Both bills also include funding for facilities to support the continued development of new technologies, such as enhanced geothermal systems (EGS). EGS is a method of geothermal heat extraction using subsurface fracturing and injected water to create thermal reservoirs. This method has the potential to extend the use of geothermal resources to more areas of the U.S. Currently, the vast majority of geothermal energy production is located in western states, particularly California, but these bills would further mandate the development of at least one geothermal system in the eastern U.S. to demonstrate the broad applicability of geothermal resources (Fig. 3).
The other pair of bills that may help geothermal achieve broader deployment are H.R. 4026 and S. 2270, both titled the “Enhancing Geothermal Production on Federal Lands Act.” The goal of these bills is to bring the geothermal industry closer to the model currently used by the oil and natural gas industry in terms of developing projects on public lands via a categorical exclusion.

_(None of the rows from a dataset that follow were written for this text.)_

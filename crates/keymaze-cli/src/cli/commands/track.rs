//! Track recovery and export

use std::path::PathBuf;
use std::str::FromStr;

use serde::Serialize;
use tracing::info;

use crate::cli::{Context, OutputFormat};
use crate::error::{KeymazeError, Result};
use crate::export::export_gpx;
use crate::models::CatalogSummary;
use crate::track::{parse_trims, reduce, trim, GeoPoint};

/// Which tracks to recover
#[derive(Debug, Clone, Copy, PartialEq, Eq)]
pub enum TrackSelection {
    All,
    /// Track number as displayed in the catalog (1-based)
    Number(u32),
}

impl FromStr for TrackSelection {
    type Err = KeymazeError;

    fn from_str(s: &str) -> Result<Self> {
        if s.eq_ignore_ascii_case("all") {
            return Ok(Self::All);
        }
        match s.parse::<u32>() {
            Ok(n) if n > 0 => Ok(Self::Number(n)),
            _ => Err(KeymazeError::invalid_param(format!(
                "track must be a number or 'all', got \"{}\"",
                s
            ))),
        }
    }
}

/// Post-processing and export options
#[derive(Debug, Clone, Default)]
pub struct TrackOptions {
    pub gpx: Option<PathBuf>,
    pub trim: Option<String>,
    pub angle: f64,
    pub zoffset: i32,
}

impl TrackOptions {
    fn is_single_track_only(&self) -> bool {
        self.gpx.is_some() || self.trim.is_some()
    }
}

#[derive(Serialize)]
struct TrackOutput<'a> {
    number: u32,
    track: u16,
    start: i64,
    points: &'a [GeoPoint],
}

/// Recover the points of the selected tracks, then optionally export one
pub fn recover(ctx: &Context, selection: TrackSelection, opts: &TrackOptions) -> Result<()> {
    if selection == TrackSelection::All && opts.is_single_track_only() {
        return Err(KeymazeError::invalid_param(
            "Cannot trim or export several tracks",
        ));
    }
    let trims = opts.trim.as_deref().map(parse_trims).transpose()?;

    let (mut cache, record, catalog) = ctx.load_catalog()?;
    let selected = select_tracks(&catalog, selection)?;

    let mut outputs = Vec::with_capacity(selected.len());
    for summary in selected {
        let entry = &summary.entry;
        info!(track = entry.track, "Recovering trackpoints");
        let mut points = cache.get_trackpoints(record.device, entry.track)?;

        if let Some(trims) = &trims {
            let total = points.len();
            points = trim(&points, entry.start, entry.time, trims);
            info!(total, kept = points.len(), "Track trimmed");
        }

        let reduced = reduce(&points, opts.angle);
        info!(count = points.len(), reduced = reduced.len(), "Track reduced");
        outputs.push((summary, reduced));
    }

    if let Some(path) = &opts.gpx {
        if let Some((summary, points)) = outputs.first() {
            export_gpx(path, summary.entry.start, points, opts.zoffset)?;
            println!("Exported {} points to {}", points.len(), path.display());
        }
        return Ok(());
    }

    if ctx.format == OutputFormat::Json {
        let json: Vec<TrackOutput> = outputs
            .iter()
            .map(|(summary, points)| TrackOutput {
                number: summary.entry.display_number(),
                track: summary.entry.track,
                start: summary.entry.start,
                points,
            })
            .collect();
        println!("{}", serde_json::to_string_pretty(&json)?);
        return Ok(());
    }

    for (summary, points) in &outputs {
        println!(
            "Track {:>3}: {} points",
            summary.entry.display_number(),
            points.len()
        );
    }
    Ok(())
}

/// Resolve a selection against the catalog
fn select_tracks(
    catalog: &[CatalogSummary],
    selection: TrackSelection,
) -> Result<Vec<&CatalogSummary>> {
    match selection {
        TrackSelection::All => Ok(catalog.iter().collect()),
        TrackSelection::Number(n) => catalog
            .iter()
            .find(|s| s.entry.display_number() == n)
            .map(|s| vec![s])
            .ok_or_else(|| KeymazeError::TrackNotFound(n.to_string())),
    }
}
//! Keymaze 500/700 device access
//!
//! - [`transport`]: byte channel to the watch (serial port)
//! - [`frame`]: request/response framing and checksums
//! - [`codec`]: fixed binary record layouts
//! - [`protocol`]: request/retry loop and the device operations

pub mod codec;
pub mod frame;
pub mod protocol;
pub mod transport;

pub use protocol::{ProtocolClient, Response};
pub use transport::{available_ports, PortInfo, SerialTransport, Transport};

use crate::error::Result;
use crate::models::{CatalogEntry, DeviceIdentity, TrackDownload};

/// Prefix byte and command codes of the serial protocol
#[derive(Debug, Clone, Copy, PartialEq, Eq)]
pub struct CommandSet {
    /// First byte of every request
    pub prefix: u8,
    /// List the activity catalog
    pub directory: u8,
    /// Start a point transfer (returns the track header)
    pub get_header: u8,
    /// Fetch the next batch of points
    pub get_next: u8,
    /// Read device and owner information
    pub get_info: u8,
    /// Response code ending a point transfer
    pub no_more_data: u8,
}

impl Default for CommandSet {
    fn default() -> Self {
        Self {
            prefix: 0x02,
            directory: 0x78,
            get_header: 0x80,
            get_next: 0x81,
            get_info: 0x85,
            no_more_data: 0x8a,
        }
    }
}

/// Live source of device data, consulted by the cache to fill gaps
pub trait DeviceSource {
    fn get_information(&mut self) -> Result<DeviceIdentity>;

    fn get_catalog(&mut self) -> Result<Vec<CatalogEntry>>;

    fn get_track(&mut self, track: u16) -> Result<TrackDownload>;
}
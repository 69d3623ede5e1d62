use serde::Serialize;

use crate::models::TrackPoint;

/// Mean earth radius in meters
pub const EARTH_RADIUS_M: f64 = 6_371_000.0;

/// Track point with coordinates in real degrees
#[derive(Debug, Clone, Copy, PartialEq, Serialize)]
pub struct GeoPoint {
    pub lat: f64,
    pub lon: f64,
    pub alt: i16,
    pub speed: u16,
    pub heart: u16,
    pub delta: u8,
}

impl From<&TrackPoint> for GeoPoint {
    fn from(p: &TrackPoint) -> Self {
        Self {
            lat: f64::from(p.lat) / 1_000_000.0,
            lon: f64::from(p.lon) / 1_000_000.0,
            alt: p.alt,
            speed: p.speed,
            heart: p.heart,
            delta: p.delta,
        }
    }
}

/// Earth-centered cartesian coordinates; altitude adds to the radius
pub fn cartesian(p: &GeoPoint) -> [f64; 3] {
    let lat = p.lat.to_radians();
    let lon = p.lon.to_radians();
    let h = EARTH_RADIUS_M + f64::from(p.alt);
    [
        h * lat.cos() * lon.cos(),
        h * lat.cos() * lon.sin(),
        h * lat.sin(),
    ]
}

fn dot(a: [f64; 3], b: [f64; 3]) -> f64 {
    a[0] * b[0] + a[1] * b[1] + a[2] * b[2]
}

fn sub(a: [f64; 3], b: [f64; 3]) -> [f64; 3] {
    [a[0] - b[0], a[1] - b[1], a[2] - b[2]]
}

/// Heading change at `b` in degrees, walking a -> b -> c
///
/// A zero-length leg yields 0.
pub fn turn_angle(a: &GeoPoint, b: &GeoPoint, c: &GeoPoint) -> f64 {
    let (ca, cb, cc) = (cartesian(a), cartesian(b), cartesian(c));
    let u = sub(cb, ca);
    let v = sub(cc, cb);
    let norm = dot(u, u).sqrt() * dot(v, v).sqrt();
    if norm == 0.0 {
        return 0.0;
    }
    (dot(u, v) / norm).clamp(-1.0, 1.0).acos().to_degrees()
}

/// Convert to degrees and drop points turning by no more than `angle` degrees
///
/// The output always opens with the first point twice. With `angle == 0`
/// every point is kept as is.
pub fn reduce(points: &[TrackPoint], angle: f64) -> Vec<GeoPoint> {
    let converted: Vec<GeoPoint> = points.iter().map(GeoPoint::from).collect();
    if angle == 0.0 {
        return converted;
    }
    let Some(&first) = converted.first() else {
        return converted;
    };

    let mut window = [first, first];
    let mut kept = vec![first, first];
    for &candidate in &converted {
        let turn = turn_angle(&window[0], &window[1], &candidate);
        window = [window[1], candidate];
        if turn > angle {
            kept.push(candidate);
        }
    }
    kept
}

The bills have been endorsed by Ormat Technologies, the largest geothermal developer in the U.S., which has testified that if they had the same allowances as oil and natural gas, they expect that they would double their production of geothermal energy and “prevent a lot of CO2 from being released.” Both the House and Senate versions are still in committee.

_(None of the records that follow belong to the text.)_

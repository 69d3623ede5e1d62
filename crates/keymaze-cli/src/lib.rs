pub mod cli;
pub mod config;
pub mod device;
pub mod error;
pub mod export;
pub mod models;
pub mod storage;
pub mod track;

pub use error::{KeymazeError, Result};
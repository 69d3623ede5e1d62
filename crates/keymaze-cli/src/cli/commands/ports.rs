//! Serial port listing

use crate::cli::{Context, OutputFormat};
use crate::device::available_ports;
use crate::error::Result;

/// List the serial ports the watch cable may be attached to
pub fn list(ctx: &Context) -> Result<()> {
    let ports = available_ports()?;

    if ctx.format == OutputFormat::Json {
        let json: Vec<_> = ports
            .iter()
            .map(|p| {
                serde_json::json!({
                    "name": p.name,
                    "type": p.kind,
                    "description": p.description,
                })
            })
            .collect();
        println!("{}", serde_json::to_string_pretty(&json)?);
        return Ok(());
    }

    if ports.is_empty() {
        println!("No serial ports found.");
        return Ok(());
    }

    println!("{:<30} {:<10} {}", "Port", "Type", "Description");
    println!("{}", "-".repeat(60));
    for port in &ports {
        println!(
            "{:<30} {:<10} {}",
            port.name,
            port.kind,
            port.description.as_deref().unwrap_or("-")
        );
    }

    println!("\nTotal: {} port(s)", ports.len());
    Ok(())
}
//! Post-processing of downloaded tracks
//!
//! Points are first trimmed to a time window, then reduced by dropping the
//! ones that do not change the heading noticeably.

mod reduce;
mod trim;

pub use reduce::{cartesian, reduce, turn_angle, GeoPoint, EARTH_RADIUS_M};
pub use trim::{parse_trims, trim, Anchor, TrimSpec};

The AGILE Act was included as part of a broad energy innovation package put together by Sen. Murkowski and Sen. Manchin. There were many proposed amendments, but the package stalled due to a procedural vote. Senate majority leader Mitch McConnell (R-KY) strategically switched his vote, which leaves open the option to revisit the package later.
Any attempts to find a way forward for these pieces of legislation, either individually or as part of a larger package, are currently on hold as Congress focuses on the ongoing COVID-19 pandemic and then goes on recess.
One challenge that arises from an increased reliance on renewable energy is that many renewables don’t provide power as consistently and reliably as fossil fuels. Geothermal, however, is “always on” and can hopefully provide minerals to build better batteries to store energy from more dynamic renewables until its needed, therefore potentially smoothing out some of the peaks and troughs of sources like wind and solar, without contributing additional greenhouse gases to the atmosphere. With so many potential benefits, it will be exciting to see if the other bills continue to make progress and thus support this promising old, but still innovative, technology.